YOUR GOAL
From the entries below, output the line with "for _ in 0..1000" and each following line up to and including the line with "let err = generate_engine_fragment(&mut", exactly as written.

STORED DATA

★ ★ ★ ★

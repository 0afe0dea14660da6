//! Engine selection and engine fragments

use super::data::{APPLE_WEBKIT_VERSION, GECKO_VERSION};
use super::error::Result;
use super::pick;
use super::types::{Engine, Platform};
use super::version::{calendar_version, render_dotted};
use rand::Rng;
use tracing::debug;

/// Use the requested engine, or pick one the platform allows
pub fn select_engine<R: Rng + ?Sized>(
    rng: &mut R,
    requested: Option<Engine>,
    platform: Option<Platform>,
) -> Engine {
    if let Some(engine) = requested {
        return engine;
    }

    match platform {
        Some(platform) => pick(rng, platform.engines()),
        None => pick(rng, &Engine::ALL),
    }
}

/// e.g. `AppleWebKit/537.36.1 (KHTML, like Gecko)`
pub fn apple_webkit_fragment<R: Rng + ?Sized>(rng: &mut R) -> String {
    let version = APPLE_WEBKIT_VERSION.resolve(rng);
    format!("AppleWebKit/{} (KHTML, like Gecko)", render_dotted(&version))
}

/// e.g. `Gecko/20190207`
pub fn gecko_fragment<R: Rng + ?Sized>(rng: &mut R) -> String {
    format!("Gecko/{}", calendar_version(rng, &GECKO_VERSION))
}

/// Render the engine fragment. Blink still reports itself as AppleWebKit.
pub fn engine_fragment<R: Rng + ?Sized>(rng: &mut R, engine: Engine) -> String {
    match engine {
        Engine::AppleWebKit | Engine::Blink => apple_webkit_fragment(rng),
        Engine::Gecko => gecko_fragment(rng),
    }
}

/// Select an engine by name (or at random within the platform's engines) and render it
pub fn generate_engine_fragment<R: Rng + ?Sized>(
    rng: &mut R,
    requested: Option<&str>,
    platform: Option<Platform>,
) -> Result<(String, Engine)> {
    let requested = requested.map(str::parse::<Engine>).transpose()?;
    let engine = select_engine(rng, requested, platform);
    debug!(%engine, ?platform, "selected engine");

    Ok((engine_fragment(rng, engine), engine))
}

#[cfg(test)]
mod tests {
    use super::*;
    use crate::user_agent::UserAgentError;
    use chrono::NaiveDate;
    use rand::rngs::StdRng;
    use rand::SeedableRng;
    use regex::Regex;

    #[test]
    fn test_ios_forces_apple_webkit() {
        let mut rng = StdRng::seed_from_u64(1);
        for _ in 0..50 {
            let (_, engine) =
                generate_engine_fragment(&mut rng, None, Some(Platform::Ios)).unwrap();
            assert_eq!(engine, Engine::AppleWebKit);
        }
    }

    #[test]
    fn test_unconstrained_engine_varies() {
        let mut rng = StdRng::seed_from_u64(2);
        let engines: std::collections::HashSet<_> = (0..100)
            .map(|_| select_engine(&mut rng, None, Some(Platform::Linux)))
            .collect();
        assert_eq!(engines.len(), 3);
    }

    #[test]
    fn test_apple_webkit_fragment() {
        let re = Regex::new(r"^AppleWebKit/\d+\.\d+\.\d+ \(KHTML, like Gecko\)$").unwrap();
        let mut rng = StdRng::seed_from_u64(3);
        for _ in 0..20 {
            let fragment = engine_fragment(&mut rng, Engine::Blink);
            assert!(re.is_match(&fragment), "unexpected fragment {:?}", fragment);
        }
    }

    #[test]
    fn test_gecko_dates_are_calendar_valid() {
        let mut rng = StdRng::seed_from_u64(4);
        for _ in 0..1000 {
            let fragment = gecko_fragment(&mut rng);
            let date = fragment.strip_prefix("Gecko/").unwrap();
            assert_eq!(date.len(), 8);

            let year: i32 = date[..4].parse().unwrap();
            let month: u32 = date[4..6].parse().unwrap();
            let day: u32 = date[6..].parse().unwrap();
            assert!((2015..2024).contains(&year));
            assert!(
                NaiveDate::from_ymd_opt(year, month, day).is_some(),
                "invalid gecko date {}",
                date
            );
        }
    }

    #[test]
    fn test_unsupported_engine() {
        let mut rng = StdRng::seed_from_u64(5);
        let err = generate_engine_fragment(&mut rng, Some("Trident"), None).unwrap_err();
        assert_eq!(err, UserAgentError::UnsupportedEngine("Trident".to_string()));
    }
}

★ ★ ★ ★

EXERCISE OUTPUT
        for _ in 0..1000 {
            let fragment = gecko_fragment(&mut rng);
            let date = fragment.strip_prefix("Gecko/").unwrap();
            assert_eq!(date.len(), 8);

            let year: i32 = date[..4].parse().unwrap();
            let month: u32 = date[4..6].parse().unwrap();
            let day: u32 = date[6..].parse().unwrap();
            assert!((2015..2024).contains(&year));
            assert!(
                NaiveDate::from_ymd_opt(year, month, day).is_some(),
                "invalid gecko date {}",
                date
            );
        }
    }

    #[test]
    fn test_unsupported_engine() {
        let mut rng = StdRng::seed_from_u64(5);
        let err = generate_engine_fragment(&mut rng, Some("Trident"), None).unwrap_err();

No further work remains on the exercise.